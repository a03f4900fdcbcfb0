use std::borrow::Borrow;
use std::collections::HashMap;
use std::fmt;
use std::hash::Hash;
use std::marker::PhantomData;

use generational_arena::{Arena, Index};
use serde::de::{Deserialize, Deserializer, SeqAccess, Visitor};
use serde::ser::{Serialize, Serializer};

#[derive(Debug, Clone)]
struct Node<K> {
  key: K,
  next: Option<Index>,
  prev: Option<Index>,
}

/// A recency order over unique keys with O(1) touch, removal and eviction.
///
/// On the wire it is a plain array ordered from least to most recently used,
/// so the last element is the most recent.
#[derive(Clone)]
pub struct LruList<K: Eq + Hash + Clone> {
  // Arena stores all nodes contiguously.
  nodes: Arena<Node<K>>,
  lookup: HashMap<K, Index, ahash::RandomState>,
  // Head is the most-recently-used item.
  head: Option<Index>,
  // Tail is the least-recently-used item.
  tail: Option<Index>,
}

impl<K: Eq + Hash + Clone> Default for LruList<K> {
  fn default() -> Self {
    Self::new()
  }
}

impl<K: Eq + Hash + Clone> LruList<K> {
  pub fn new() -> Self {
    Self {
      nodes: Arena::new(),
      lookup: HashMap::default(),
      head: None,
      tail: None,
    }
  }

  // Unlinks a node without touching the arena or lookup map.
  fn unlink(&mut self, index: Index) {
    let node = &self.nodes[index];
    let prev_node_idx = node.prev;
    let next_node_idx = node.next;

    if let Some(prev_idx) = prev_node_idx {
      self.nodes[prev_idx].next = next_node_idx;
    } else {
      self.head = next_node_idx;
    }

    if let Some(next_idx) = next_node_idx {
      self.nodes[next_idx].prev = prev_node_idx;
    } else {
      self.tail = prev_node_idx;
    }
  }

  fn push_front_node(&mut self, index: Index) {
    let old_head_idx = self.head;
    self.nodes[index].next = old_head_idx;
    self.nodes[index].prev = None;
    self.head = Some(index);

    if let Some(old_head) = old_head_idx {
      self.nodes[old_head].prev = Some(index);
    }

    if self.tail.is_none() {
      self.tail = Some(index);
    }
  }

  pub fn len(&self) -> usize {
    self.lookup.len()
  }

  pub fn is_empty(&self) -> bool {
    self.lookup.is_empty()
  }

  pub fn contains<Q>(&self, key: &Q) -> bool
  where
    K: Borrow<Q>,
    Q: Hash + Eq + ?Sized,
  {
    self.lookup.contains_key(key)
  }

  /// Marks `key` as the most recently used, inserting it if absent.
  /// Returns `true` if the key was newly inserted.
  pub fn touch(&mut self, key: K) -> bool {
    if let Some(&index) = self.lookup.get(&key) {
      if self.head != Some(index) {
        self.unlink(index);
        self.push_front_node(index);
      }
      false
    } else {
      let index = self.nodes.insert(Node {
        key: key.clone(),
        next: None,
        prev: None,
      });
      self.lookup.insert(key, index);
      self.push_front_node(index);
      true
    }
  }

  /// Moves an existing key to the most recent position. Returns `false` if
  /// the key is not tracked.
  pub fn promote<Q>(&mut self, key: &Q) -> bool
  where
    K: Borrow<Q>,
    Q: Hash + Eq + ?Sized,
  {
    match self.lookup.get(key) {
      Some(&index) => {
        if self.head != Some(index) {
          self.unlink(index);
          self.push_front_node(index);
        }
        true
      }
      None => false,
    }
  }

  /// Removes and returns the least recently used key.
  pub fn pop_lru(&mut self) -> Option<K> {
    let tail_index = self.tail?;
    self.unlink(tail_index);
    let node = self.nodes.remove(tail_index)?;
    self.lookup.remove(&node.key);
    Some(node.key)
  }

  /// The least recently used key, if any.
  pub fn peek_lru(&self) -> Option<&K> {
    self.tail.map(|index| &self.nodes[index].key)
  }

  /// The most recently used key, if any.
  pub fn peek_mru(&self) -> Option<&K> {
    self.head.map(|index| &self.nodes[index].key)
  }

  pub fn remove<Q>(&mut self, key: &Q) -> bool
  where
    K: Borrow<Q>,
    Q: Hash + Eq + ?Sized,
  {
    match self.lookup.remove(key) {
      Some(index) => {
        self.unlink(index);
        self.nodes.remove(index);
        true
      }
      None => false,
    }
  }

  pub fn clear(&mut self) {
    self.nodes.clear();
    self.lookup.clear();
    self.head = None;
    self.tail = None;
  }

  /// Iterates keys from least to most recently used.
  pub fn iter(&self) -> Iter<'_, K> {
    Iter {
      list: self,
      current: self.tail,
      remaining: self.len(),
    }
  }

  /// Keys ordered from least to most recently used.
  pub fn to_vec(&self) -> Vec<K> {
    self.iter().cloned().collect()
  }
}

/// Iterator over an [`LruList`], least recently used first.
pub struct Iter<'a, K: Eq + Hash + Clone> {
  list: &'a LruList<K>,
  current: Option<Index>,
  remaining: usize,
}

impl<'a, K: Eq + Hash + Clone> Iterator for Iter<'a, K> {
  type Item = &'a K;

  fn next(&mut self) -> Option<Self::Item> {
    let index = self.current?;
    let node = &self.list.nodes[index];
    self.current = node.prev;
    self.remaining -= 1;
    Some(&node.key)
  }

  fn size_hint(&self) -> (usize, Option<usize>) {
    (self.remaining, Some(self.remaining))
  }
}

impl<K: Eq + Hash + Clone> ExactSizeIterator for Iter<'_, K> {}

impl<K: Eq + Hash + Clone> FromIterator<K> for LruList<K> {
  /// Later keys are more recent; a repeated key ends up at its last position.
  fn from_iter<I: IntoIterator<Item = K>>(iter: I) -> Self {
    let mut list = LruList::new();
    for key in iter {
      list.touch(key);
    }
    list
  }
}

impl<K: Eq + Hash + Clone + fmt::Debug> fmt::Debug for LruList<K> {
  fn fmt(&self, f: &mut fmt::Formatter<'_>) -> fmt::Result {
    f.debug_list().entries(self.iter()).finish()
  }
}

impl<K: Eq + Hash + Clone> PartialEq for LruList<K> {
  fn eq(&self, other: &Self) -> bool {
    self.len() == other.len() && self.iter().eq(other.iter())
  }
}

impl<K: Eq + Hash + Clone> Eq for LruList<K> {}

impl<K: Eq + Hash + Clone + Serialize> Serialize for LruList<K> {
  fn serialize<S: Serializer>(&self, serializer: S) -> Result<S::Ok, S::Error> {
    serializer.collect_seq(self.iter())
  }
}

impl<'de, K> Deserialize<'de> for LruList<K>
where
  K: Eq + Hash + Clone + Deserialize<'de>,
{
  fn deserialize<D: Deserializer<'de>>(deserializer: D) -> Result<Self, D::Error> {
    struct ListVisitor<K>(PhantomData<K>);

    impl<'de, K> Visitor<'de> for ListVisitor<K>
    where
      K: Eq + Hash + Clone + Deserialize<'de>,
    {
      type Value = LruList<K>;

      fn expecting(&self, f: &mut fmt::Formatter<'_>) -> fmt::Result {
        f.write_str("a sequence of keys ordered least to most recently used")
      }

      fn visit_seq<A: SeqAccess<'de>>(self, mut seq: A) -> Result<Self::Value, A::Error> {
        let mut list = LruList::new();
        while let Some(key) = seq.next_element()? {
          list.touch(key);
        }
        Ok(list)
      }
    }

    deserializer.deserialize_seq(ListVisitor(PhantomData))
  }
}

★ ★ ★ ★ ★ ★ ★

The task: Once the line containing "all nodes contiguously." has been set down, nothing more is wanted; set down each line of the listing above up to it exactly, starting with the first.

Answer to the problem:
repository a03f4900fdcbcfb0
use std::borrow::Borrow;
use std::collections::HashMap;
use std::fmt;
use std::hash::Hash;
use std::marker::PhantomData;

use generational_arena::{Arena, Index};
use serde::de::{Deserialize, Deserializer, SeqAccess, Visitor};
use serde::ser::{Serialize, Serializer};

#[derive(Debug, Clone)]
struct Node<K> {
  key: K,
  next: Option<Index>,
  prev: Option<Index>,
}

/// A recency order over unique keys with O(1) touch, removal and eviction.
///
/// On the wire it is a plain array ordered from least to most recently used,
/// so the last element is the most recent.
#[derive(Clone)]
pub struct LruList<K: Eq + Hash + Clone> {
  // Arena stores all nodes contiguously.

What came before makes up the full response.